La curiosa reforma nicaragüense no ha tomado en cuenta ninguna de estas consideraciones: si Ortega puede darse por satisfecho con el 38% que ha logrado, porque es la votación que normalmente obtenía su partido en elecciones anteriores, los candidatos derrotados, en cambio, tienen razones para sentirse defraudados por un sistema que les ha negado la victoria: si se suman los votos obtenidos por Montealegre (Alianza Liberal, 30%) y por Rizo (Partido Liberal Constitucionalista, 26%) podemos apreciar que Daniel Ortega se encuentra en minoría ante las fuerzas de centro derecha, tanto en el voto popular como en el congreso. Su gobierno, por lo tanto, resultará debilitado y tal vez comprometido por esta circunstancia, ya que una clara mayoría del país no se siente representado por su controversial figura.

¿Por qué se ha llegado a esta situación, poco común en verdad, y hasta sorprendente para muchos? La principal razón es que la reforma constitucional mencionada provino de un pacto que realizaron los sandinistas y el PLC para impedir el triunfo de Montealegre y lograr el perdón para el ex mandatario Alemán, de este último partido, que ha sido condenado a una larga pena por comprobados cargos de corrupción. Conociendo los datos de pasadas elecciones y las predicciones de las encuestas estos dos grupos políticos se unieron para aprobar un sistema electoral diseñado a la medida para lograr el triunfo de Ortega pues, de haberse realizado una segunda vuelta, el veterano comandante seguramente hubiese perdido ante los votos conjuntos del electorado que se le opone.
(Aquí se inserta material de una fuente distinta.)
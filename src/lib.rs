#![doc = include_str!("../README.md")]
//! ## Working with arrays
//!
//! - Opening: [`NpyArray::open`], or [`NpyArray::open_with`] for
//!   copy-on-write mappings ([`OpenMode`])
//! - Creating: [`NpyArray::create`] for a new file (sparse if possible) and
//!   [`NpyArray::create_anonymous`] for an array without a file, both
//!   described by a [`header::Descriptor`]
//! - Element access: [`NpyArray::get`] and [`NpyArray::set`] for any
//!   [`Element`] type, [`NpyArray::get_value`] and [`NpyArray::set_value`]
//!   for a dynamically typed [`Scalar`]
//! - Enumeration: [`NpyArray::indices`], or the [`reset_index`] and
//!   [`next_index`] pair
//! - Resizing: [`NpyArray::grow`]
//! - Writing out: [`NpyArray::save`], [`NpyArray::write_npy`], and
//!   [`NpyArray::copy_with`] to change byte order or storage order
//!
//! With the `ndarray` feature, [`NpyArray::to_ndarray`] and the
//! `ToNpyArrayExt` extension trait convert to and from `ndarray` arrays.
//!
//! ## Limitations
//!
//! - The `descr` field of the [header dictionary] must be a string naming a
//!   boolean, integer, floating point or complex type. Structured, string
//!   and object types, and `float16`, are not supported.
//!
//! - An array has between 1 and [`MAX_DIM`] dimensions.
//!
//! [header dictionary]: https://numpy.org/doc/stable/reference/generated/numpy.lib.format.html#format-version-1-0
#![cfg_attr(docsrs, feature(doc_auto_cfg))]
#![warn(missing_docs)]

mod npy;

#[cfg(feature = "ndarray")]
mod impl_ndarray;

#[cfg(feature = "ndarray")]
pub use crate::impl_ndarray::ToNpyArrayExt;
pub use crate::npy::{
    header, next_index, reset_index, ByteOrder, DType, Element, ErrorKind, IndexError, Indices,
    Layout, NpyArray, NpyError, OpenMode, Order, ParseBoolError, ParseDescriptorError, Scalar,
    MAX_DIM,
};
pub use num_complex::{Complex32, Complex64};
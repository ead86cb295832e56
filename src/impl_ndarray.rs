use crate::{header::Descriptor, Element, NpyArray, NpyError, Order};
use ndarray::{prelude::*, Data, ShapeBuilder as _};
use std::path::Path;

impl NpyArray {
    /// Copies the elements into an owned array with the same shape and memory
    /// order.
    ///
    /// `A` must match the element type of the array.
    pub fn to_ndarray<A: Element>(&self) -> Result<ArrayD<A>, NpyError> {
        self.check_dtype(A::DTYPE)?;
        let byte_order = self.byte_order();
        let data = self
            .data()
            .chunks_exact(A::DTYPE.size())
            .map(|bytes| A::decode(bytes, byte_order))
            .collect::<Result<Vec<_>, _>>()?;
        let shape = IxDyn(self.shape()).set_f(self.order().is_fortran());
        ArrayD::from_shape_vec(shape, data).map_err(|_| NpyError::LengthOverflow)
    }
}

/// Extension trait for copying an `ndarray` array into an [`NpyArray`].
///
/// The array is stored in Fortran order if its reversed axes are in standard
/// layout, and in C order otherwise.
///
/// ```
/// use ndarray::array;
/// use npymap::{Order, ToNpyArrayExt};
///
/// let arr = array![[1, 2, 3], [4, 5, 6]];
/// let npy = arr.t().to_npy_array(None)?;
/// assert_eq!(npy.shape(), [3, 2]);
/// assert_eq!(npy.order(), Order::Fortran);
/// assert_eq!(npy.get::<i32>(&[2, 1])?, 6);
/// # Ok::<_, npymap::NpyError>(())
/// ```
pub trait ToNpyArrayExt {
    /// Copies the array into a new `.npy` file at `path`, or into an
    /// anonymous array if `path` is `None`.
    ///
    /// Zero-dimensional arrays are rejected with [`NpyError::Ndim`].
    fn to_npy_array(&self, path: Option<&Path>) -> Result<NpyArray, NpyError>;
}

impl<A, S, D> ToNpyArrayExt for ArrayBase<S, D>
where
    A: Element,
    S: Data<Elem = A>,
    D: Dimension,
{
    fn to_npy_array(&self, path: Option<&Path>) -> Result<NpyArray, NpyError> {
        let order = if !self.is_standard_layout()
            && self.view().reversed_axes().is_standard_layout()
        {
            Order::Fortran
        } else {
            Order::C
        };
        let descriptor = Descriptor::new(A::DTYPE, self.shape()).with_order(order);
        let mut npy = match path {
            Some(path) => NpyArray::create(path, descriptor)?,
            None => NpyArray::create_anonymous(descriptor)?,
        };
        for (index, &value) in npy.indices().zip(self.iter()) {
            npy.set(&index, value)?;
        }
        Ok(npy)
    }
}
//! Strides, flat offsets, and the canonical enumeration of coordinates.

use std::iter::FusedIterator;
use thiserror::Error;

/// Maximum number of dimensions of an array.
pub const MAX_DIM: usize = 32;

/// Storage order of the elements in the data region.
///
/// This only affects where an element is stored. Enumeration with
/// [`Indices`] always visits coordinates with the last axis varying fastest.
#[derive(Clone, Copy, Debug, Default, PartialEq, Eq, Hash)]
pub enum Order {
    /// Row-major: the last axis varies fastest in storage.
    #[default]
    C,
    /// Column-major: the first axis varies fastest in storage.
    Fortran,
}

impl Order {
    /// Returns `true` for column-major order, the `fortran_order` header flag.
    pub const fn is_fortran(self) -> bool {
        matches!(self, Self::Fortran)
    }

    pub(crate) const fn from_fortran(fortran_order: bool) -> Self {
        if fortran_order {
            Self::Fortran
        } else {
            Self::C
        }
    }
}

/// An index that does not address an element of the array.
#[derive(Clone, Debug, Error, PartialEq, Eq)]
pub enum IndexError {
    /// The index has the wrong number of components.
    #[error("index has {got} components but the array has {expected} dimensions")]
    WrongNdim {
        /// Number of dimensions of the array.
        expected: usize,
        /// Number of components of the index.
        got: usize,
    },
    /// A component is greater than or equal to the length of its axis.
    #[error("index {index} is out of bounds for axis {axis} with length {len}")]
    OutOfBounds {
        /// The offending axis.
        axis: usize,
        /// The offending component.
        index: usize,
        /// Length of the axis.
        len: usize,
    },
}

/// Shape and strides of an array, in units of elements.
#[derive(Clone, Debug, PartialEq, Eq)]
pub struct Layout {
    shape: Vec<usize>,
    strides: Vec<usize>,
    order: Order,
    len: usize,
}

impl Layout {
    /// Computes the strides of `shape` in `order`.
    ///
    /// Returns `None` if the number of elements overflows `usize`.
    ///
    /// ```
    /// use npymap::{Layout, Order};
    ///
    /// let c = Layout::new(&[2, 3, 4], Order::C).unwrap();
    /// assert_eq!(c.strides(), [12, 4, 1]);
    /// let f = Layout::new(&[2, 3, 4], Order::Fortran).unwrap();
    /// assert_eq!(f.strides(), [1, 2, 6]);
    /// assert_eq!(f.flatten(&[1, 2, 3])?, 1 + 2 * 2 + 3 * 6);
    /// # Ok::<_, npymap::IndexError>(())
    /// ```
    pub fn new(shape: &[usize], order: Order) -> Option<Self> {
        let len = checked_len(shape)?;
        let ndim = shape.len();
        let mut strides = vec![1_usize; ndim];
        match order {
            Order::C => {
                for axis in (0..ndim.saturating_sub(1)).rev() {
                    strides[axis] = strides[axis + 1].saturating_mul(shape[axis + 1]);
                }
            }
            Order::Fortran => {
                for axis in 1..ndim {
                    strides[axis] = strides[axis - 1].saturating_mul(shape[axis - 1]);
                }
            }
        }
        Some(Self { shape: shape.to_vec(), strides, order, len })
    }

    /// Length of each axis.
    pub fn shape(&self) -> &[usize] {
        &self.shape
    }

    /// Offset multiplier of each axis, in elements.
    pub fn strides(&self) -> &[usize] {
        &self.strides
    }

    /// Storage order.
    pub fn order(&self) -> Order {
        self.order
    }

    /// Number of dimensions.
    pub fn ndim(&self) -> usize {
        self.shape.len()
    }

    /// Number of elements.
    pub fn len(&self) -> usize {
        self.len
    }

    /// Returns `true` if some axis has length zero.
    pub fn is_empty(&self) -> bool {
        self.len == 0
    }

    /// Checks `index` against the shape and returns its flat offset in
    /// elements.
    pub fn flatten(&self, index: &[usize]) -> Result<usize, IndexError> {
        if index.len() != self.ndim() {
            return Err(IndexError::WrongNdim { expected: self.ndim(), got: index.len() });
        }
        let mut offset = 0;
        let axes = self.shape.iter().zip(&self.strides);
        for (axis, (&i, (&len, &stride))) in index.iter().zip(axes).enumerate() {
            if i >= len {
                return Err(IndexError::OutOfBounds { axis, index: i, len });
            }
            offset += i * stride;
        }
        Ok(offset)
    }

    /// Enumerates every valid index.
    pub fn indices(&self) -> Indices {
        Indices::new(&self.shape)
    }
}

fn checked_len(shape: &[usize]) -> Option<usize> {
    shape.iter().try_fold(1_usize, |acc, &n| acc.checked_mul(n))
}

/// Returns the first index of the canonical enumeration of `shape`, or
/// `None` if the shape has no elements.
pub fn reset_index(shape: &[usize]) -> Option<Vec<usize>> {
    if shape.contains(&0) {
        None
    } else {
        Some(vec![0; shape.len()])
    }
}

/// Advances `index` to the next index of the canonical enumeration of `shape`
/// (the last axis varies fastest).
///
/// Returns `false` once the enumeration is exhausted, in which case `index`
/// has wrapped around to all zeros. A component outside its axis wraps to
/// zero and carries into the next slower axis.
///
/// ```
/// use npymap::{next_index, reset_index};
///
/// let shape = [2, 2];
/// let mut index = reset_index(&shape).unwrap();
/// let mut seen = vec![index.clone()];
/// while next_index(&shape, &mut index) {
///     seen.push(index.clone());
/// }
/// assert_eq!(seen, [[0, 0], [0, 1], [1, 0], [1, 1]]);
/// ```
pub fn next_index(shape: &[usize], index: &mut [usize]) -> bool {
    for (i, &len) in index.iter_mut().zip(shape).rev() {
        match i.checked_add(1) {
            Some(next) if next < len => {
                *i = next;
                return true;
            }
            _ => *i = 0,
        }
    }
    false
}

/// A restartable cursor over all indices of a shape, with the last axis
/// varying fastest.
///
/// As an [`Iterator`] it yields the current index and then advances.
/// Independent cursors over the same array may coexist.
#[derive(Clone, Debug)]
pub struct Indices {
    shape: Vec<usize>,
    cursor: Option<Vec<usize>>,
    remaining: usize,
}

impl Indices {
    /// Creates a cursor positioned at the first index.
    pub fn new(shape: &[usize]) -> Self {
        let mut indices = Self { shape: shape.to_vec(), cursor: None, remaining: 0 };
        indices.reset();
        indices
    }

    /// Moves the cursor back to the first index, returning it, or `None` if
    /// the shape has no elements.
    pub fn reset(&mut self) -> Option<&[usize]> {
        self.cursor = reset_index(&self.shape);
        self.remaining = match self.cursor {
            Some(_) => checked_len(&self.shape).unwrap_or(usize::MAX),
            None => 0,
        };
        self.current()
    }

    /// The index under the cursor, or `None` once exhausted.
    pub fn current(&self) -> Option<&[usize]> {
        self.cursor.as_deref()
    }

    /// Moves the cursor forward, returning the new index, or `None` once
    /// exhausted.
    pub fn advance(&mut self) -> Option<&[usize]> {
        if let Some(cursor) = &mut self.cursor {
            if next_index(&self.shape, cursor) {
                self.remaining -= 1;
            } else {
                self.cursor = None;
                self.remaining = 0;
            }
        }
        self.current()
    }
}

impl Iterator for Indices {
    type Item = Vec<usize>;

    fn next(&mut self) -> Option<Self::Item> {
        let index = self.cursor.clone()?;
        self.advance();
        Some(index)
    }

    fn size_hint(&self) -> (usize, Option<usize>) {
        (self.remaining, Some(self.remaining))
    }
}

impl ExactSizeIterator for Indices {}

impl FusedIterator for Indices {}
Pero ahora, por cierto, nadie podrá quejarse: todo se ha hecho conforme a la ley, respetando escrupulosamente su letra, y nadie podrá reclamar ahora contra el triunfo del discutido líder socialista.

Lo ocurrido en Nicaragua es un buen ejemplo de lo que sucede en casi todos los países de América Latina: se respeta la ley, no cabe duda, pero la ley es deficiente, a veces absurda, casi siempre elaborada con deliberación para favorecer a ciertas personas, partidos o grupos de interés. El imperio de la ley (el “rule of law” del cual se sienten tan orgullosos los anglosajones) es en nuestras tierras una burda caricatura gracias a la que se usa el poder del estado para favorecer o exculpar a ciertas personas. Es sólo una forma refinada de despotismo que sirve para que –desde el poder político- se puedan avasallar los derechos básicos de los ciudadanos. La politización de la justicia y la arbitrariedad de las leyes nos sitúan muy lejos de alcanzar el Estado de Derecho que resulta indispensable para nuestro progreso.